Maurizio Cattelan, Dakis Joannou, and Jeff Koons. All photos: Linda Yablonsky.

WHAT A RUSH to arrive in Athens and find it in the throes of a cultural renaissance! What else to make of the June 16 opening of the National Museum of Contemporary Art (EMST), where the number of first-nighters topped five thousand? Of the new gallery district near the port of Piraeus, where Rodeo, Balice Hertling, and The Intermission were cohosting a show by Camille Blatrix, while such proudly post-crisis spaces as artist Angelo Plessas’s P.E.T. Projects are standing up for the local avant-garde?

Then there was “Brice Marden and Antiquity” at the Museum of Cycladic Art.
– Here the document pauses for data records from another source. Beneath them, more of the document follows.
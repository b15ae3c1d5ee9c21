//! Points, coordinates and axis-aligned bounds.

use serde::de::DeserializeOwned;
use serde::{Deserialize, Serialize};
use std::fmt::{Debug, Display};

/// Scalar type of a space's coordinates.
///
/// Bounds arithmetic is done in `f64`; discrete spaces use whole numbers,
/// which `f64` represents exactly over any realistic domain.
pub trait Coord:
    Copy
    + PartialEq
    + PartialOrd
    + Debug
    + Display
    + Serialize
    + DeserializeOwned
    + Send
    + Sync
    + 'static
{
    fn to_f64(self) -> f64;

    /// Converts back from `f64`; discrete coordinates round down.
    fn from_f64(value: f64) -> Self;
}

impl Coord for i64 {
    fn to_f64(self) -> f64 {
        self as f64
    }

    fn from_f64(value: f64) -> Self {
        value.floor() as i64
    }
}

impl Coord for f64 {
    fn to_f64(self) -> f64 {
        self
    }

    fn from_f64(value: f64) -> Self {
        value
    }
}

/// A location in a 2-D space.
#[derive(Debug, Clone, Copy, PartialEq, Serialize, Deserialize)]
pub struct Point<T> {
    pub x: T,
    pub y: T,
}

impl<T: Coord> Point<T> {
    pub fn new(x: T, y: T) -> Self {
        Self { x, y }
    }

    pub fn to_f64(&self) -> [f64; 2] {
        [self.x.to_f64(), self.y.to_f64()]
    }

    pub fn from_f64(coords: [f64; 2]) -> Self {
        Self {
            x: T::from_f64(coords[0]),
            y: T::from_f64(coords[1]),
        }
    }

    /// Largest per-axis distance to `other`.
    pub fn chebyshev_distance(&self, other: &Point<T>) -> f64 {
        let [ax, ay] = self.to_f64();
        let [bx, by] = other.to_f64();
        (ax - bx).abs().max((ay - by).abs())
    }
}

impl<T: Display> Display for Point<T> {
    fn fmt(&self, f: &mut std::fmt::Formatter<'_>) -> std::fmt::Result {
        write!(f, "({}, {})", self.x, self.y)
    }
}

/// Half-open axis-aligned rectangle: `origin <= p < origin + extent`.
#[derive(Debug, Clone, Copy, PartialEq, Serialize, Deserialize)]
pub struct Bounds {
    origin: [f64; 2],
    extent: [f64; 2],
}

impl Bounds {
    pub fn new(origin: [f64; 2], extent: [f64; 2]) -> Self {
        Self { origin, extent }
    }

    pub fn origin(&self) -> [f64; 2] {
        self.origin
    }

    pub fn extent(&self) -> [f64; 2] {
        self.extent
    }

    /// Exclusive upper corner.
    pub fn end(&self) -> [f64; 2] {
        [self.origin[0] + self.extent[0], self.origin[1] + self.extent[1]]
    }

    pub fn contains<T: Coord>(&self, point: &Point<T>) -> bool {
        self.contains_f64(point.to_f64())
    }

    pub fn contains_f64(&self, coords: [f64; 2]) -> bool {
        let end = self.end();
        (0..2).all(|axis| coords[axis] >= self.origin[axis] && coords[axis] < end[axis])
    }

    pub fn is_empty(&self) -> bool {
        self.extent[0] <= 0.0 || self.extent[1] <= 0.0
    }

    /// Overlap of two rectangles, if any.
    pub fn intersection(&self, other: &Bounds) -> Option<Bounds> {
        let (a_end, b_end) = (self.end(), other.end());
        let mut origin = [0.0; 2];
        let mut extent = [0.0; 2];
        for axis in 0..2 {
            origin[axis] = self.origin[axis].max(other.origin[axis]);
            extent[axis] = a_end[axis].min(b_end[axis]) - origin[axis];
        }
        let overlap = Bounds::new(origin, extent);
        (!overlap.is_empty()).then_some(overlap)
    }
}

impl Display for Bounds {
    fn fmt(&self, f: &mut std::fmt::Formatter<'_>) -> std::fmt::Result {
        let end = self.end();
        write!(
            f,
            "[{}, {})x[{}, {})",
            self.origin[0], end[0], self.origin[1], end[1]
        )
    }
}

#[cfg(test)]
mod tests {
    use super::*;
    use proptest::prelude::*;

    #[test]
    fn test_contains_is_half_open() {
        let b = Bounds::new([0.0, 0.0], [20.0, 30.0]);
        assert!(b.contains(&Point::new(0i64, 0)));
        assert!(b.contains(&Point::new(19i64, 29)));
        assert!(!b.contains(&Point::new(20i64, 0)));
        assert!(!b.contains(&Point::new(0i64, 30)));
        assert!(b.contains(&Point::new(19.999f64, 0.0)));
        assert!(!b.contains(&Point::new(-0.001f64, 0.0)));
    }

    #[test]
    fn test_intersection() {
        let a = Bounds::new([0.0, 0.0], [10.0, 10.0]);
        let b = Bounds::new([8.0, 0.0], [10.0, 2.0]);
        assert_eq!(a.intersection(&b), Some(Bounds::new([8.0, 0.0], [2.0, 2.0])));

        let far = Bounds::new([10.0, 0.0], [5.0, 5.0]);
        assert_eq!(a.intersection(&far), None);
    }

    #[test]
    fn test_discrete_from_f64_rounds_down() {
        assert_eq!(Point::<i64>::from_f64([2.9, -0.5]), Point::new(2, -1));
    }

    #[test]
    fn test_display() {
        assert_eq!(Point::new(1i64, 2).to_string(), "(1, 2)");
        assert_eq!(Bounds::new([0.0, 0.0], [2.0, 3.0]).to_string(), "[0, 2)x[0, 3)");
    }

    proptest! {
        #[test]
        fn test_intersection_is_contained_in_both(
            ax in -50i32..50, ay in -50i32..50, aw in 1i32..40, ah in 1i32..40,
            bx in -50i32..50, by in -50i32..50, bw in 1i32..40, bh in 1i32..40,
            px in -60i64..100, py in -60i64..100,
        ) {
            let (ax, ay, aw, ah) = (ax as f64, ay as f64, aw as f64, ah as f64);
            let (bx, by, bw, bh) = (bx as f64, by as f64, bw as f64, bh as f64);
            let a = Bounds::new([ax, ay], [aw, ah]);
            let b = Bounds::new([bx, by], [bw, bh]);
            let p = Point::new(px, py).to_f64();
            let in_both = a.contains_f64(p) && b.contains_f64(p);
            let in_overlap = a.intersection(&b).is_some_and(|o| o.contains_f64(p));
            prop_assert_eq!(in_both, in_overlap);
        }
    }
}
This compact survey of works made by the artist in Greece from 1971 to now is almost too exquisite to bear. Also unmissable was “Dream On” at the Tobacco Factory, a ginormous building that the very civic-minded collector Dimitris Daskalopoulos leased for his NEON Foundation from the Greek Parliament, next door. This eye-popping installation’s mostly large-scale works by the likes of Thomas Hirschhorn, David Hammons, Annette Messager, Wangechi Mutu, and John Bock are among the 350 that Daskalopoulos—a fabulous person—has divided into all-expenses-paid gifts to four museums: EMST, Tate Modern, the Guggenheim Museum, and the MCA Chicago. “Everybody was happy and no one was jealous,” the collector joked, during one of a dozen or so programs taking place around town in the three-day “Art for Tomorrow” conference organized by the Athens office of the Democracy and Culture Foundation.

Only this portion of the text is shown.